Le développement professionnel continu (DPC) connaît un franc succès. Le nombre de professionnels formés en 2013 a dépassé les prévisions, et les organismes agréés sont déjà nombreux. Mais le rapport de l’Inspection générale des affaires sociales (Igas) d’avril 2014(1) pointe de multiples dysfonctionnements du dispositif : budget outrepassé, formations non conformes, retard pour l’indemnisation des professionnels, absence de sanctions en cas de non respect…

Pour Philippe Denry, vice-président de la commission scientifique indépendante des pharmaciens chargée d’évaluer les organismes de formation dédiés, ces dysfonctionnements sont les « erreurs de jeunesse » de l’organisme de gestion du DPC (OGDPC), créé rapidement, « sous la pression politique ». « Certaines mesures ont d’ailleurs été prises depuis la publication du rapport, ajoute-t-il. Pour le reste, les deux premiers scénarios proposés dans les conclusions de l’Igas donnent les pistes » (voir encadré p. 9).

Le DPC vise l’amélioration des pratiques des professionnels, via leur engagement dans une démarche de formation cohérente et continue. Il mêle approfondissement des connaissances et analyse des pratiques selon les critères définis par la Haute autorité de santé (voir Le DPC, qu’est-ce que c’est ?). D’après Philippe Denry, « les mentalités muent en ce sens à l’officine. Les professionnels échangent davantage et s’interrogent de plus en plus sur leurs ordonnances en utilisant les outils développés par les organismes de DPC. » En revanche, pour les préparateurs interrogés par Porphyre, l’information semble avoir du mal à passer. Ils se forment, mais la plupart n’ont jamais entendu parler du DPC…

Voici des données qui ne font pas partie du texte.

//! Machine-readable run summary (autotester_summary.json)

use chrono::{DateTime, Utc};
use serde::{Deserialize, Serialize};
use std::fs;
use std::io;
use std::path::{Path, PathBuf};

use crate::state::{QueryRef, RunState, TimingStats};

/// Schema version for the JSON run summary
pub const RUN_SUMMARY_SCHEMA_VERSION: u32 = 1;

/// Schema identifier for the JSON run summary
pub const RUN_SUMMARY_SCHEMA_ID: &str = "spa-autotest/run_summary@1";

/// Failed queries listed under one report
#[derive(Debug, Clone, PartialEq, Eq, Serialize, Deserialize)]
pub struct FileFailures {
    pub report: PathBuf,
    pub failed: Vec<FailedQuery>,
}

#[derive(Debug, Clone, PartialEq, Eq, Serialize, Deserialize)]
pub struct FailedQuery {
    pub id: String,
    pub name: String,
}

impl From<&QueryRef> for FailedQuery {
    fn from(q: &QueryRef) -> Self {
        Self {
            id: q.id.clone(),
            name: q.name.clone(),
        }
    }
}

#[derive(Debug, Clone, Copy, PartialEq, Serialize, Deserialize)]
pub struct Timing {
    pub samples: usize,
    pub total_seconds: f64,
    pub mean_seconds: f64,
    pub max_seconds: f64,
}

impl From<TimingStats> for Timing {
    fn from(stats: TimingStats) -> Self {
        Self {
            samples: stats.count,
            total_seconds: stats.total,
            mean_seconds: stats.mean,
            max_seconds: stats.max,
        }
    }
}

/// Run summary (autotester_summary.json)
#[derive(Debug, Clone, PartialEq, Serialize, Deserialize)]
pub struct RunSummary {
    /// Schema version
    pub schema_version: u32,

    /// Schema identifier
    pub schema_id: String,

    /// When the summary was created
    pub created_at: DateTime<Utc>,

    pub passed: usize,
    pub failed: usize,
    pub total: usize,

    /// Reports that could not be read and contributed nothing
    #[serde(default)]
    pub skipped_reports: Vec<PathBuf>,

    /// Present only when at least one query recorded its duration
    #[serde(default, skip_serializing_if = "Option::is_none")]
    pub timing: Option<Timing>,

    /// Files with listed failures, in discovery order
    #[serde(default)]
    pub failures: Vec<FileFailures>,

    /// Same text as the plain summary's first line
    pub human_summary: String,
}

impl RunSummary {
    pub fn from_state(state: &RunState, human_summary: String) -> Self {
        Self {
            schema_version: RUN_SUMMARY_SCHEMA_VERSION,
            schema_id: RUN_SUMMARY_SCHEMA_ID.to_string(),
            created_at: Utc::now(),
            passed: state.num_passed(),
            failed: state.num_failed(),
            total: state.total(),
            skipped_reports: state.skipped_reports().to_vec(),
            timing: state.timing_stats().map(Timing::from),
            failures: state
                .files_with_failures()
                .map(|f| FileFailures {
                    report: f.path.clone(),
                    failed: f.failed.iter().map(FailedQuery::from).collect(),
                })
                .collect(),
            human_summary,
        }
    }

    /// Serialize to JSON
    pub fn to_json(&self) -> Result<String, serde_json::Error> {
        serde_json::to_string_pretty(self)
    }

    /// Load from JSON
    pub fn from_json(json: &str) -> Result<Self, serde_json::Error> {
        serde_json::from_str(json)
    }

    /// Write to file
    pub fn write_to_file(&self, path: &Path) -> io::Result<()> {
        let json = self.to_json().map_err(|e| {
            io::Error::new(io::ErrorKind::InvalidData, format!("JSON error: {}", e))
        })?;
        fs::write(path, json)
    }
}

Formations non conformes ?

Tout l’intérêt du DPC consiste à proposer aux professionnels des formations validées. D’où l’importance de les évaluer (voir Le DPC, kezaco ?). D’après l’Igas, la majorité de ces organismes, « enregistrés administrativement auprès de l’OGDPC mais non évalués, auraient délivré des formations ne valant pas DPC », tout en « bénéficiant des financements publics dans la légalité ». L’Inspection pointe le risque de voir des organismes en lien avec l’industrie et aux objectifs purement mercantiles pénétrer le dispositif. « Le ministère a publié un arrêté autorisant les suppléants à participer à la CSI pour, à terme, jauger les organismes. Par ailleurs, l’évaluation des organismes inscrits a atteint son rythme de croisière », explique Philippe Denry, confiant. Quant aux programmes, « nous prévoyons de les faire examiner par des personnes qui y assisteront de manière anonyme, pour vérifier leur conformité aux critères de durée, de qualité des intervenants, de contenu, etc. »

Ajuster le budget

Autre grief, l’explosion du budget. Les 12 000 pharmaciens formés en 2013 au lieu des 7 000 initialement prévus en sont l’exemple. « 12 millions d’euros ont été dépensés pour la formation des pharmaciens au lieu des 10 millions prévus », confie Philippe Denry. Du côté d’Actalians, qui finance le DPC des salariés de l’officine, « 23 ou 24 millions ont été dépensés au lieu des 20 prévus, alors que ce budget est habituellement à l’équilibre ». C’est un fait, le volume des salariés d’officine envoyés en formation est en hausse. Stéphanie, préparatrice en Isère, en témoigne : « L’an dernier, les pharmaciens se sont formés, mais cette année, le titulaire nous a demandé de nous y mettre. Nous avons suivi une formation sur l’asthme sur Internet, dispensée par un organisme agréé. Par la suite, nous avons rempli les dossiers thérapeutiques des clients concernés avant de mettre en place les entretiens ». Une démarche agréée 100 % DPC ! L’OGDPC a augmenté le budget formation des pharmaciens à 15 millions pour 2014, mais l’élasticité des finances a ses limites. L’Igas propose donc de passer à une obligation triennale au lieu de l’obligation annuelle, « pour passer d’un budget de 600 à 200 millions d’euros par an », complète Philippe Denry.

Des freins à corriger

Malgré le succès du DPC, nombre de préparateurs ignorent jusqu’à la signification du sigle. Et pour cause, les titulaires sont responsables du DPC de leurs préparateurs, mais aucune sanction n’est prévue pour les contrevenants. Cette incohérence a été soulevée par l’Igas, qui propose de mettre en place des mesures incitatives. Philippe Denry évoque l’idée de « primes majorées en fin d’année » pour les bons élèves. Également pointé, le retard d’indemnisation des professionnels formés qui pourrait aussi freiner leur démarche. « Les organismes attendent souvent d’être payés pour envoyer aux professionnels les attestations nécessaires à leur indemnisation », explique Philippe Denry, ajoutant toutefois que « les délais tendent à se raccourcir. » Mais « le professionnel doit retenir que le programme de DPC ne s’achève pas à la fin de la période de formation en présentiel, mais à l’issue du suivi ».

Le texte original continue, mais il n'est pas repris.